All the above pics taken on a 5d with r glass??

Jan

 

I have a focus confirm adapter but I find focus confirm is rubbish at best. Here's the good news, you can use R8/R9 focusing screens in 5D/5DII downside is that canon's quality control is average and for accurate manual focus you will need to "shim" your viewfinder, there is a thread at fredmiranda regarding this, I accurately calibrated my viewfinder with the 90 APO so manual focus is spot on.

 

Fast shooting is ok, there is a long viewfinder blackout with the 5D & 5DII compared to R8/R9 but it's not too bad. If you're shooting at small apertures focusing could be tricky as it's stop down obviously and the viewfinder darkens.
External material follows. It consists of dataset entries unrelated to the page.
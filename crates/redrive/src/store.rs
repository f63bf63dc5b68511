//! Copyright (c) 2023 University of New Hampshire
//! SPDX-License-Identifier: MIT

use std::collections::BTreeMap;
use std::fmt;
use std::sync::Arc;

use dashmap::mapref::entry::Entry;
use dashmap::DashMap;
use itertools::Itertools;
use parking_lot::{Condvar, Mutex, MutexGuard};
use serde::{Deserialize, Serialize};
use serde_json::Value;
use tracing::debug;

use crate::errors::TaskError;
use crate::task_trait::TaskIdentifier;

/// Opaque task identity, stable across re-executions of the same logical
/// task.
///
/// Child ids are a digest of `(name, version, parent_id, arguments)`, so the
/// same call from the same parent collides with the existing record instead
/// of spawning a new one. Top-level tasks that want a fresh run per
/// submission use [`TaskId::random`] instead.
#[derive(Debug, Clone, PartialEq, Eq, Hash, PartialOrd, Ord, Serialize, Deserialize)]
#[serde(transparent)]
pub struct TaskId(String);

impl TaskId {
    pub fn random() -> Self {
        Self(uuid::Uuid::new_v4().to_string())
    }

    pub(crate) fn from_digest(digest: &[u8]) -> Self {
        Self(base16ct::lower::encode_string(digest))
    }

    pub fn as_str(&self) -> &str {
        &self.0
    }
}

impl fmt::Display for TaskId {
    fn fmt(&self, f: &mut fmt::Formatter<'_>) -> fmt::Result {
        f.write_str(&self.0)
    }
}

#[derive(Debug, Clone, Copy, PartialEq, Eq, Serialize, Deserialize)]
pub enum TaskStatus {
    Created,
    Pending,
    Running,
    Retrying,
    Success,
    Failed,
}

impl TaskStatus {
    /// Terminal statuses are absorbing: no transition leaves them.
    pub fn is_terminal(self) -> bool {
        matches!(self, TaskStatus::Success | TaskStatus::Failed)
    }
}

/// One memoized value in a task's local cache, tagged with the type path of
/// the helper that produced it so a second helper reusing the key is caught
/// at use-time.
#[derive(Debug, Clone, PartialEq, Serialize, Deserialize)]
pub struct CacheEntry {
    pub value: Value,
    origin: String,
}

impl CacheEntry {
    pub(crate) fn new(value: Value, origin: &str) -> Self {
        Self {
            value,
            origin: origin.to_owned(),
        }
    }

    pub(crate) fn origin(&self) -> &str {
        &self.origin
    }
}

#[derive(Debug, Clone, PartialEq, Serialize, Deserialize)]
pub struct TaskRecord {
    pub id: TaskId,
    pub ident: TaskIdentifier,
    pub status: TaskStatus,
    pub data: Value,
    pub result: Option<Value>,
    pub error: Option<TaskError>,
    pub parent_id: Option<TaskId>,
    pub cache: BTreeMap<String, CacheEntry>,
    pub retries_left: u32,

    // a delivery arrived while a pass was mid-body; the settling pass owes
    // the queue one re-enqueue. Runtime state, not part of the persisted
    // record.
    #[serde(skip)]
    pub(crate) redelivered: bool,
}

impl TaskRecord {
    fn new(
        id: TaskId,
        ident: TaskIdentifier,
        data: Value,
        parent_id: Option<TaskId>,
        retries: u32,
    ) -> Self {
        Self {
            id,
            ident,
            status: TaskStatus::Created,
            data,
            result: None,
            error: None,
            parent_id,
            cache: BTreeMap::new(),
            retries_left: retries,
            redelivered: false,
        }
    }

    pub fn summarize(&self) -> String {
        format!(
            "{:width$} {:width2$} {}",
            format!("{:?}", self.status),
            self.ident.to_string(),
            self.id,
            width = 10,
            width2 = 40
        )
    }
}

#[derive(Debug)]
struct TaskSlot {
    record: Mutex<TaskRecord>,
    // notified exactly when the record goes terminal
    done: Condvar,
}

/// A refcounted reference to one task's slot. All record access goes through
/// [`TaskHandle::lock`] / [`TaskHandle::try_lock`], so holding the record's
/// lock is not a convention but the only way in.
#[derive(Clone, Debug)]
pub struct TaskHandle {
    id: TaskId,
    slot: Arc<TaskSlot>,
}

impl TaskHandle {
    pub fn id(&self) -> &TaskId {
        &self.id
    }

    pub fn lock(&self) -> TaskGuard<'_> {
        TaskGuard {
            record: self.slot.record.lock(),
            done: &self.slot.done,
        }
    }

    pub fn try_lock(&self) -> Result<TaskGuard<'_>, TaskError> {
        match self.slot.record.try_lock() {
            Some(record) => Ok(TaskGuard {
                record,
                done: &self.slot.done,
            }),
            None => Err(TaskError::LockedTask(self.id.clone())),
        }
    }

    /// Blocks until the record is terminal, then returns a snapshot of it.
    pub fn wait_terminal(&self) -> TaskRecord {
        let mut record = self.slot.record.lock();
        while !record.status.is_terminal() {
            self.slot.done.wait(&mut record);
        }
        record.clone()
    }
}

/// Exclusive access to one task record. Mutations validate the status
/// machine: terminal states are only entered through [`TaskGuard::set_result`]
/// / [`TaskGuard::set_error`] and never left.
#[derive(Debug)]
pub struct TaskGuard<'a> {
    record: MutexGuard<'a, TaskRecord>,
    done: &'a Condvar,
}

impl std::ops::Deref for TaskGuard<'_> {
    type Target = TaskRecord;

    fn deref(&self) -> &Self::Target {
        &self.record
    }
}

impl TaskGuard<'_> {
    pub fn snapshot(&self) -> TaskRecord {
        self.record.clone()
    }

    pub fn set_status(&mut self, status: TaskStatus) -> Result<(), TaskError> {
        if status.is_terminal() {
            return Err(TaskError::internal(
                "terminal states are entered via set_result/set_error",
            ));
        }
        if self.record.status.is_terminal() {
            return Err(self.bad_status(&[
                TaskStatus::Created,
                TaskStatus::Pending,
                TaskStatus::Running,
                TaskStatus::Retrying,
            ]));
        }
        debug!("task {} status {:?} -> {:?}", self.record.id, self.record.status, status);
        self.record.status = status;
        Ok(())
    }

    pub fn set_result(&mut self, result: Value) -> Result<(), TaskError> {
        if self.record.status.is_terminal() {
            return Err(self.bad_status(&[TaskStatus::Running]));
        }
        debug!("task {} result recorded", self.record.id);
        self.record.result = Some(result);
        self.record.status = TaskStatus::Success;
        self.done.notify_all();
        Ok(())
    }

    pub fn set_error(&mut self, error: TaskError) -> Result<(), TaskError> {
        if self.record.status.is_terminal() {
            return Err(self.bad_status(&[TaskStatus::Running]));
        }
        debug!("task {} error recorded: {error}", self.record.id);
        self.record.error = Some(error);
        self.record.status = TaskStatus::Failed;
        self.done.notify_all();
        Ok(())
    }

    pub fn has_status_in(&self, allowed: &[TaskStatus]) -> bool {
        allowed.contains(&self.record.status)
    }

    pub fn expect_status_in(&self, allowed: &[TaskStatus]) -> Result<(), TaskError> {
        if self.has_status_in(allowed) {
            Ok(())
        } else {
            Err(self.bad_status(allowed))
        }
    }

    /// A delivery found this record mid-pass; the pass must re-check after
    /// it settles instead of letting the delivery vanish.
    pub(crate) fn note_redelivery(&mut self) {
        debug!("task {} was redelivered while running", self.record.id);
        self.record.redelivered = true;
    }

    pub(crate) fn take_redelivery(&mut self) -> bool {
        std::mem::take(&mut self.record.redelivered)
    }

    /// Consumes one retry if any are left.
    pub(crate) fn take_retry(&mut self) -> bool {
        if self.record.retries_left > 0 {
            self.record.retries_left -= 1;
            true
        } else {
            false
        }
    }

    pub fn cache_has(&self, key: &str) -> bool {
        self.record.cache.contains_key(key)
    }

    pub fn cache_get(&self, key: &str) -> Option<&CacheEntry> {
        self.record.cache.get(key)
    }

    pub fn cache_set(&mut self, key: &str, entry: CacheEntry) {
        debug!("task {} cache key {key:?} set", self.record.id);
        self.record.cache.insert(key.to_owned(), entry);
    }

    fn bad_status(&self, expected: &[TaskStatus]) -> TaskError {
        TaskError::InvalidTaskStatus {
            id: self.record.id.clone(),
            actual: self.record.status,
            expected: expected.iter().map(|s| format!("{s:?}")).join(", "),
        }
    }
}

/// The in-memory task store: `task_id` → record, one lock per record.
///
/// Records are never deleted; the store is monotonic. An on-disk or
/// networked backend replaces this type behind the same handle/guard
/// surface.
pub struct TaskStore {
    tasks: DashMap<TaskId, Arc<TaskSlot>>,
}

impl TaskStore {
    pub(crate) fn new() -> Self {
        Self {
            tasks: DashMap::new(),
        }
    }

    pub fn exists(&self, id: &TaskId) -> bool {
        self.tasks.contains_key(id)
    }

    pub fn handle(&self, id: &TaskId) -> Result<TaskHandle, TaskError> {
        match self.tasks.get(id) {
            Some(slot) => Ok(TaskHandle {
                id: id.clone(),
                slot: slot.clone(),
            }),
            None => Err(TaskError::InvalidTaskId(id.clone())),
        }
    }

    pub(crate) fn create_child(
        &self,
        ident: TaskIdentifier,
        data: Value,
        parent_id: &TaskId,
        id: TaskId,
        retries: u32,
    ) -> Result<TaskHandle, TaskError> {
        // a dangling parent_id would orphan the wake-up chain
        if !self.exists(parent_id) {
            return Err(TaskError::InvalidTaskId(parent_id.clone()));
        }

        let record = TaskRecord::new(id, ident, data, Some(parent_id.clone()), retries);
        self.insert(record)
    }

    pub(crate) fn create_top_level(
        &self,
        ident: TaskIdentifier,
        data: Value,
        id: TaskId,
        retries: u32,
    ) -> Result<TaskHandle, TaskError> {
        let record = TaskRecord::new(id, ident, data, None, retries);
        self.insert(record)
    }

    fn insert(&self, record: TaskRecord) -> Result<TaskHandle, TaskError> {
        let id = record.id.clone();

        match self.tasks.entry(id.clone()) {
            Entry::Occupied(_) => Err(TaskError::TaskExists(id)),
            Entry::Vacant(vacant) => {
                debug!("created task {id}, {}", record.ident);
                let slot = Arc::new(TaskSlot {
                    record: Mutex::new(record),
                    done: Condvar::new(),
                });
                vacant.insert(slot.clone());
                Ok(TaskHandle { id, slot })
            }
        }
    }

    pub fn task_count(&self) -> usize {
        self.tasks.len()
    }

    pub fn snapshot_all(&self) -> Vec<TaskRecord> {
        let mut records: Vec<TaskRecord> = self
            .tasks
            .iter()
            .map(|entry| entry.value().record.lock().clone())
            .collect();

        records.sort_by(|a, b| a.id.cmp(&b.id));
        records
    }
}

#[cfg(test)]
mod tests {
    use super::*;
    use serde_json::json;

    fn ident() -> TaskIdentifier {
        TaskIdentifier::named("store test task")
    }

    fn store_with_task(id: &str) -> (TaskStore, TaskHandle) {
        let store = TaskStore::new();
        let handle = store
            .create_top_level(ident(), json!({"k": 1}), TaskId(id.into()), 0)
            .unwrap();
        (store, handle)
    }

    #[test]
    fn creation_rejects_colliding_ids_distinctly() {
        let (store, _handle) = store_with_task("a");

        let err = store
            .create_top_level(ident(), json!(null), TaskId("a".into()), 0)
            .unwrap_err();

        assert!(matches!(err, TaskError::TaskExists(_)));
    }

    #[test]
    fn child_creation_requires_a_known_parent() {
        let store = TaskStore::new();

        let err = store
            .create_child(
                ident(),
                json!(null),
                &TaskId("nobody".into()),
                TaskId("c".into()),
                0,
            )
            .unwrap_err();

        assert!(matches!(err, TaskError::InvalidTaskId(_)));
    }

    #[test]
    fn terminal_statuses_are_absorbing() {
        let (_store, handle) = store_with_task("a");

        let mut guard = handle.lock();
        guard.set_status(TaskStatus::Running).unwrap();
        guard.set_result(json!(7)).unwrap();

        assert!(guard.set_status(TaskStatus::Pending).is_err());
        assert!(guard.set_result(json!(8)).is_err());
        assert!(guard.set_error(TaskError::reason("nope")).is_err());
        assert_eq!(guard.status, TaskStatus::Success);
        assert_eq!(guard.result, Some(json!(7)));
    }

    #[test]
    fn result_iff_success_error_iff_failed() {
        let (store, handle) = store_with_task("a");

        {
            let mut guard = handle.lock();
            guard.set_error(TaskError::reason("broken")).unwrap();
        }

        let handle = store.handle(&TaskId("a".into())).unwrap();
        let record = handle.lock().snapshot();
        assert_eq!(record.status, TaskStatus::Failed);
        assert!(record.result.is_none());
        assert!(record.error.is_some());

        let guard = handle.lock();
        assert!(guard.expect_status_in(&[TaskStatus::Failed]).is_ok());
        assert!(matches!(
            guard.expect_status_in(&[TaskStatus::Success]),
            Err(TaskError::InvalidTaskStatus { .. })
        ));
    }

    #[test]
    fn cache_round_trips() {
        let (_store, handle) = store_with_task("a");

        let mut guard = handle.lock();
        assert!(!guard.cache_has("seed"));

        guard.cache_set("seed", CacheEntry::new(json!(42), "tests::seed_helper"));

        assert!(guard.cache_has("seed"));
        assert_eq!(guard.cache_get("seed").unwrap().value, json!(42));
        assert_eq!(guard.cache_get("seed").unwrap().origin(), "tests::seed_helper");
    }

    #[test]
    fn try_lock_reports_contention() {
        let (_store, handle) = store_with_task("a");

        let _held = handle.lock();
        let err = handle.try_lock().unwrap_err();

        assert!(matches!(err, TaskError::LockedTask(_)));
    }

    #[test]
    fn wait_terminal_returns_once_done() {
        let (_store, handle) = store_with_task("a");

        let waiter = handle.clone();
        let joiner = std::thread::spawn(move || waiter.wait_terminal());

        std::thread::sleep(std::time::Duration::from_millis(20));
        handle.lock().set_result(json!(3)).unwrap();

        let record = joiner.join().unwrap();
        assert_eq!(record.result, Some(json!(3)));
    }
}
I can shoot at f/11 with live view and there is surprisingly little grain on the screen, I do this for fine tuning landscapes as you can zoom in on certain areas on the screen to make sure hyperfocal is getting everything in focus, like this shot with the R19 at f/13:

 

9373491-lg.jpg

 

All pics above taken with the R lenses mentioned above the respective picture.

 

The adapters are a little hit and miss, IMO. But they do work (especially if you stop the lens down; wide open I've seen some peculiar things happen on a 5d and 1ds2, even with focus-confirming adapters).

 

Those are some lovely shots posted; the glass is certainly amazing....

 

@ Thrice: how did you mount the R19 onto your 5d2 without the mirror hitting the lens?

 

Adapters are fine provided they are good (novoflex, fotodiox pro and maybe happypagehk). Like I said, focus confirm is useless and the viewfinder needs to be "calibrated" with shims, canon calls them "washers".

 

I ground the mirror with a dremel tool. The 35 lux is even more demanding of space in the mirror box than the R19, but I didn't affect operation or my viewfinder image by grinding about 2mm off the entire leading edge of the mirror.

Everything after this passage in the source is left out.